10-12-2016 07:18 AM
I have a few very very large tables (10M rows+) and I want an efficient way to perform lookup and check if every observation in one table can correspond to another table.
Table 1: ID1 ID2 A B C
Table 2: ID1 D E F
Table 3: ID2 G H K
I.e. I want to see if for every ID1 in Table 2 is in Table 1, and for every ID2 in Table 3 is in Table 1
I tried using SQL method of lookup but it is not doable in my computer. Anyone have any ideas of how to do this very efficiently?
10-12-2016 08:42 AM
proc sort data=table1 (keep=id1) out=lu_1_1; by id1; run; proc sort data=table1 (keep=id2) out=lu_1_2; by id2; run; proc sort data=table2 (keep=id1) out=lu2; by id1; run; proc sort data=table3 (keep=id2) out=lu3; by id2; run; data miss1; merge lu2 (in=a) lu_1_1 (in=b) ; by id1; if a and not b; run; data miss2; merge lu3 (in=a) lu_1_2 (in=b) ; by id2; if a and not b; run;
By using only the id variables in the sorts, you improve the performance of those steps.
As long as the tables fit into memory, using a hash object is of course another nice method.
10-12-2016 09:25 AM
I suspect that a solution that sorts and merges will be somewhat slow. Hash tables would work, but so would formats. And it's easier to program (in my opinion). However, there are a few issues to consider before the programming begins.
Does Table 1 contain any duplicate values for either ID1 or ID2?

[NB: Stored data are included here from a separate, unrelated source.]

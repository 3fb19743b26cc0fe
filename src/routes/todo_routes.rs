use actix_web::{web, HttpRequest, HttpResponse};
use serde_json::json;

use super::{authorize, bearer_user, ensure_access, require_user_id};
use crate::auth::AuthService;
use crate::error::ApiError;
use crate::models::{NewTodo, TodoUpdate, UserIdQuery};
use crate::todos::TodoService;

pub fn config(cfg: &mut web::ServiceConfig) {
    cfg.service(
        web::scope("/todo")
            .route("", web::get().to(list_tasks))
            .route("", web::post().to(add_task))
            .route("", web::put().to(update_task))
            .route("/{id}", web::delete().to(delete_task)),
    );
}

async fn list_tasks(
    req: HttpRequest,
    query: web::Query<UserIdQuery>,
    auth_service: web::Data<AuthService>,
    todos: web::Data<TodoService>,
) -> Result<HttpResponse, ApiError> {
    let user_id = require_user_id(query.user_id)?;
    ensure_access(&req, &auth_service, user_id).await?;
    let tasks = todos.list_for_user(user_id).await?;
    Ok(HttpResponse::Ok().json(tasks))
}

async fn add_task(
    req: HttpRequest,
    body: web::Json<NewTodo>,
    auth_service: web::Data<AuthService>,
    todos: web::Data<TodoService>,
) -> Result<HttpResponse, ApiError> {
    ensure_access(&req, &auth_service, body.user_id).await?;
    let task = todos.create(body.into_inner()).await?;
    Ok(HttpResponse::Ok().json(task))
}

async fn update_task(
    req: HttpRequest,
    body: web::Json<TodoUpdate>,
    auth_service: web::Data<AuthService>,
    todos: web::Data<TodoService>,
) -> Result<HttpResponse, ApiError> {
    check_owner(&req, &auth_service, &todos, body.id).await?;
    todos.update(body.into_inner()).await?;
    Ok(HttpResponse::Ok().json(json!({ "message": "Task updated" })))
}

async fn delete_task(
    req: HttpRequest,
    path: web::Path<i64>,
    auth_service: web::Data<AuthService>,
    todos: web::Data<TodoService>,
) -> Result<HttpResponse, ApiError> {
    let id = path.into_inner();
    check_owner(&req, &auth_service, &todos, id).await?;
    todos.delete(id).await?;
    Ok(HttpResponse::Ok().json(json!({ "message": "Task deleted" })))
}

async fn check_owner(
    req: &HttpRequest,
    auth_service: &AuthService,
    todos: &TodoService,
    task_id: i64,
) -> Result<(), ApiError> {
    let Some(user) = bearer_user(req, auth_service).await? else {
        return Ok(());
    };
    // Missing tasks fall through to the 404 from update/delete.
    match todos.owner_of(task_id).await? {
        Some(owner) => authorize(&user, owner),
        None => Ok(()),
    }
}
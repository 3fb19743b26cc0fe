use actix_cors::Cors;
use actix_web::middleware::Logger;
use actix_web::{App, HttpServer};
use log::info;

use studysync::auth::AuthService;
use studysync::config::AppConfig;
use studysync::AppServices;

#[actix_web::main]
async fn main() -> anyhow::Result<()> {
    dotenv::dotenv().ok();
    env_logger::init();

    let config = AppConfig::from_env()?;
    let pool = studysync::connect(&config).await?;

    let services = AppServices::new(pool.clone(), AuthService::new(pool, config.jwt_secret.clone()));
    let (host, port) = config.bind_address();
    info!("Starting server at http://{}:{}", host, port);

    HttpServer::new(move || {
        let cors = Cors::default()
            .allow_any_origin()
            .allow_any_method()
            .allow_any_header()
            .max_age(3600);

        let services = services.clone();
        App::new()
            .wrap(cors)
            .wrap(Logger::default())
            .configure(move |cfg| services.configure(cfg))
    })
    .bind((host, port))?
    .run()
    .await?;

    Ok(())
}
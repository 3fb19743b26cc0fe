use actix_web::{web, HttpResponse};
use serde_json::json;

use crate::error::ApiError;
use crate::models::{NewResource, ResourceFilter};
use crate::resources::ResourceService;

pub fn config(cfg: &mut web::ServiceConfig) {
    cfg.service(
        web::scope("/resources")
            .route("", web::get().to(get_all_resources))
            .route("", web::post().to(create_resource))
            .route("/{id}", web::get().to(get_resource_by_id))
            .route("/{id}", web::delete().to(delete_resource)),
    );
}

async fn get_all_resources(
    filter: web::Query<ResourceFilter>,
    resources: web::Data<ResourceService>,
) -> Result<HttpResponse, ApiError> {
    Ok(HttpResponse::Ok().json(resources.list(&filter).await?))
}

async fn get_resource_by_id(
    path: web::Path<i64>,
    resources: web::Data<ResourceService>,
) -> Result<HttpResponse, ApiError> {
    Ok(HttpResponse::Ok().json(resources.get(path.into_inner()).await?))
}

async fn create_resource(
    body: web::Json<NewResource>,
    resources: web::Data<ResourceService>,
) -> Result<HttpResponse, ApiError> {
    let resource = resources.create(body.into_inner()).await?;
    Ok(HttpResponse::Created().json(resource))
}

async fn delete_resource(
    path: web::Path<i64>,
    resources: web::Data<ResourceService>,
) -> Result<HttpResponse, ApiError> {
    resources.delete(path.into_inner()).await?;
    Ok(HttpResponse::Ok().json(json!({ "message": "Resource deleted" })))
}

Does it contain any missing values for either ID1 or ID2? (If so, would that be considered a match if missing values appear in the other tables?)
10-12-2016 09:44 AM
So what you basically want to achieve is that the larger table gets processed without any sorting and that the look-up to the small table happens ideally in-memory (hashing).
One way to go is a data step with a hash table. I believe you also get hashing if you code your SQL accordingly (there are some papers around this).
Are the lookup tables small enough to fit into memory?
What do you want to do if we find a record in the large table without a match to the lookup table? Do we have to write back something to the large table (update)?
If some sort of update is required then consider to do this in-place (using the modify or update statement) so we don't have to re-write the whole large base table.
10-12-2016 09:48 AM
1) hash table
create table intersect as
select id1 from table1
select id1 from table2;
Table intersect contains all the ID are in both table1 and table2 .
10-12-2016 10:28 AM
If the IDS repeat then look at DISTINCT to reduce the size of the problem.
If you really want to know which ones don't match then use EXCEPT;
proc sql; create table In1NotIn2 as select distinct Id from Table1 except select distinct id from Table2; Create table In2NotIn1 as elect distinct id from Table2 except select distinct Id from Table1; quit;